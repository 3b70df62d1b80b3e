use crossterm::event::{KeyCode, KeyEvent, KeyModifiers};

/// Input modes, modeled after vim.
#[derive(Debug, Clone, Copy, PartialEq, Eq, Default)]
pub enum InputMode {
    /// Navigation and actions via keybinds.
    #[default]
    Normal,
    /// Text input: form fields, search boxes, the parent picker query.
    Insert,
    /// Command-line mode. Entered with `:`.
    Command,
}

impl InputMode {
    pub fn label(&self) -> &'static str {
        match self {
            Self::Normal => "NORMAL",
            Self::Insert => "INSERT",
            Self::Command => "COMMAND",
        }
    }
}

/// Actions produced by key processing.
/// Pages consume the ones they understand and bubble the rest up to the hub.
#[derive(Debug, Clone, PartialEq, Eq)]
pub enum Action {
    /// The key was consumed, nothing else happens.
    None,
    /// Close the current page, or quit from the dashboard.
    Quit,
    SetMode(InputMode),
    MoveDown(usize),
    MoveUp(usize),
    GotoTop,
    GotoBottom,
    HalfPageDown,
    HalfPageUp,
    /// Open / select / toggle the row under the cursor.
    Confirm,
    Delete,
    /// Start a new entity.
    Add,
    Edit,
    /// Focus the search box.
    Search,
    /// Expand the tree row under the cursor.
    Expand,
    /// Collapse the tree row under the cursor (or jump to its parent).
    Collapse,
    ExpandAll,
    CollapseAll,
    NextPage,
    PrevPage,
    Refresh,
    Save,
    /// Clear the current selection (e.g. remove the chosen parent).
    ClearSelection,
    /// Leave the details view and return to the list.
    Back,
    LeaderKey,
    LeaderSequence(char),
    /// Switch to a page tab by index (0-based).
    SwitchPage(usize),
    NextTab,
    PrevTab,
    PagePicker,
    Finder,
    Help,
    /// Navigate to a route such as `goals/12`.
    Navigate(String),
}

/// Pending key state for multi-key sequences like `gg`, `dd`, `gt`, `gT`.
#[derive(Debug, Default, Clone)]
pub struct KeyState {
    pub leader_active: bool,
    pub pending_key: Option<char>,
}

impl KeyState {
    pub fn reset(&mut self) {
        self.leader_active = false;
        self.pending_key = None;
    }
}

/// Translate a Normal-mode key event into an [`Action`], tracking
/// leader and two-key sequences in `state`.
pub fn process_normal_key(key: KeyEvent, state: &mut KeyState) -> Action {
    if state.leader_active {
        state.leader_active = false;
        return match key.code {
            KeyCode::Char(' ') => Action::PagePicker,
            KeyCode::Char('f') => Action::Finder,
            KeyCode::Char(c @ '1'..='9') => Action::SwitchPage((c as u8 - b'1') as usize),
            KeyCode::Char('q') => Action::Quit,
            KeyCode::Char(c) => Action::LeaderSequence(c),
            _ => Action::None,
        };
    }

    if let Some(pending) = state.pending_key.take() {
        return match (pending, key.code) {
            ('g', KeyCode::Char('g')) => Action::GotoTop,
            ('g', KeyCode::Char('t')) => Action::NextTab,
            ('g', KeyCode::Char('T')) => Action::PrevTab,
            ('d', KeyCode::Char('d')) => Action::Delete,
            _ => Action::None,
        };
    }

    match key.code {
        KeyCode::Char(' ') => {
            state.leader_active = true;
            Action::LeaderKey
        }
        KeyCode::Char('j') | KeyCode::Down => Action::MoveDown(1),
        KeyCode::Char('k') | KeyCode::Up => Action::MoveUp(1),
        KeyCode::Char('l') | KeyCode::Right => Action::Expand,
        KeyCode::Char('h') | KeyCode::Left => Action::Collapse,
        KeyCode::Char('E') => Action::ExpandAll,
        KeyCode::Char('C') => Action::CollapseAll,
        KeyCode::Char('G') => Action::GotoBottom,
        KeyCode::Char('g') => {
            state.pending_key = Some('g');
            Action::None
        }
        KeyCode::Char('d') if key.modifiers == KeyModifiers::CONTROL => Action::HalfPageDown,
        KeyCode::Char('u') if key.modifiers == KeyModifiers::CONTROL => Action::HalfPageUp,
        KeyCode::Char('s') if key.modifiers == KeyModifiers::CONTROL => Action::Save,
        KeyCode::Char('d') => {
            state.pending_key = Some('d');
            Action::None
        }
        KeyCode::Char(']') => Action::NextPage,
        KeyCode::Char('[') => Action::PrevPage,
        KeyCode::Char('R') => Action::Refresh,
        KeyCode::Char('x') => Action::ClearSelection,
        KeyCode::Enter => Action::Confirm,
        KeyCode::Esc => Action::Back,
        KeyCode::Char('/') => Action::Search,
        KeyCode::Char('a') | KeyCode::Char('o') => Action::Add,
        KeyCode::Char('e') | KeyCode::Char('i') => Action::Edit,
        KeyCode::Char(':') => Action::SetMode(InputMode::Command),
        KeyCode::Char('?') => Action::Help,
        KeyCode::Char('q') => Action::Quit,
        _ => Action::None,
    }
}

/// Small line-editing buffer shared by search boxes, form fields and the
/// command line. Cursor positions are byte offsets on char boundaries.
#[derive(Debug, Clone, Default, PartialEq, Eq)]
pub struct TextInput {
    pub text: String,
    pub cursor: usize,
}

impl TextInput {
    pub fn new() -> Self {
        Self::default()
    }

    pub fn with_text(text: impl Into<String>) -> Self {
        let text = text.into();
        let cursor = text.len();
        Self { text, cursor }
    }

    pub fn clear(&mut self) {
        self.text.clear();
        self.cursor = 0;
    }

    pub fn insert_char(&mut self, c: char) {
        self.text.insert(self.cursor, c);
        self.cursor += c.len_utf8();
    }

    /// Delete the character before the cursor. Returns whether text changed.
    pub fn backspace(&mut self) -> bool {
        if self.cursor == 0 {
            return false;
        }
        let prev = self.prev_boundary();
        self.text.drain(prev..self.cursor);
        self.cursor = prev;
        true
    }

    pub fn move_left(&mut self) {
        self.cursor = self.prev_boundary();
    }

    pub fn move_right(&mut self) {
        if self.cursor < self.text.len() {
            self.cursor = self.text[self.cursor..]
                .char_indices()
                .nth(1)
                .map(|(i, _)| self.cursor + i)
                .unwrap_or(self.text.len());
        }
    }

    /// Apply an editing key. Returns true when the text itself changed.
    pub fn handle_key(&mut self, key: KeyEvent) -> bool {
        match key.code {
            KeyCode::Char(c) => {
                self.insert_char(c);
                true
            }
            KeyCode::Backspace => self.backspace(),
            KeyCode::Left => {
                self.move_left();
                false
            }
            KeyCode::Right => {
                self.move_right();
                false
            }
            KeyCode::Home => {
                self.cursor = 0;
                false
            }
            KeyCode::End => {
                self.cursor = self.text.len();
                false
            }
            _ => false,
        }
    }

    /// Display width of the text before the cursor, for cursor placement.
    pub fn cursor_column(&self) -> u16 {
        use unicode_width::UnicodeWidthStr;
        self.text[..self.cursor].width() as u16
    }

    fn prev_boundary(&self) -> usize {
        self.text[..self.cursor]
            .char_indices()
            .next_back()
            .map(|(i, _)| i)
            .unwrap_or(0)
    }
}

#[cfg(test)]
mod tests {
    use super::*;

    fn key(c: char) -> KeyEvent {
        KeyEvent::new(KeyCode::Char(c), KeyModifiers::NONE)
    }

    #[test]
    fn test_two_key_sequences() {
        let mut state = KeyState::default();
        assert_eq!(process_normal_key(key('g'), &mut state), Action::None);
        assert_eq!(process_normal_key(key('g'), &mut state), Action::GotoTop);
        assert_eq!(process_normal_key(key('d'), &mut state), Action::None);
        assert_eq!(process_normal_key(key('d'), &mut state), Action::Delete);
        assert_eq!(process_normal_key(key('g'), &mut state), Action::None);
        assert_eq!(process_normal_key(key('T'), &mut state), Action::PrevTab);
    }

    #[test]
    fn test_leader_sequences() {
        let mut state = KeyState::default();
        assert_eq!(process_normal_key(key(' '), &mut state), Action::LeaderKey);
        assert_eq!(process_normal_key(key('3'), &mut state), Action::SwitchPage(2));
        assert!(!state.leader_active);

        process_normal_key(key(' '), &mut state);
        assert_eq!(process_normal_key(key('g'), &mut state), Action::LeaderSequence('g'));
    }

    #[test]
    fn test_ctrl_bindings() {
        let mut state = KeyState::default();
        let ctrl_s = KeyEvent::new(KeyCode::Char('s'), KeyModifiers::CONTROL);
        assert_eq!(process_normal_key(ctrl_s, &mut state), Action::Save);
        let ctrl_d = KeyEvent::new(KeyCode::Char('d'), KeyModifiers::CONTROL);
        assert_eq!(process_normal_key(ctrl_d, &mut state), Action::HalfPageDown);
        assert!(state.pending_key.is_none());
    }

    #[test]
    fn test_text_input_editing() {
        let mut input = TextInput::new();
        for c in "héllo".chars() {
            input.insert_char(c);
        }
        assert_eq!(input.text, "héllo");
        assert_eq!(input.cursor, "héllo".len());

        assert!(input.backspace());
        assert_eq!(input.text, "héll");

        input.move_left();
        input.move_left();
        input.move_left();
        assert_eq!(input.cursor, 1);
        input.insert_char('X');
        assert_eq!(input.text, "hXéll");

        input.move_right();
        assert_eq!(input.cursor, 1 + 1 + 'é'.len_utf8());
        assert_eq!(input.cursor_column(), 3);
    }

    #[test]
    fn test_backspace_at_start_is_noop() {
        let mut input = TextInput::with_text("ab");
        input.cursor = 0;
        assert!(!input.backspace());
        assert_eq!(input.text, "ab");
    }
}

= = = = = = =

Which lines above contain the word "usize"? Copy each one.

    MoveDown(usize),
    MoveUp(usize),
    SwitchPage(usize),
            KeyCode::Char(c @ '1'..='9') => Action::SwitchPage((c as u8 - b'1') as usize),
    pub cursor: usize,
    fn prev_boundary(&self) -> usize {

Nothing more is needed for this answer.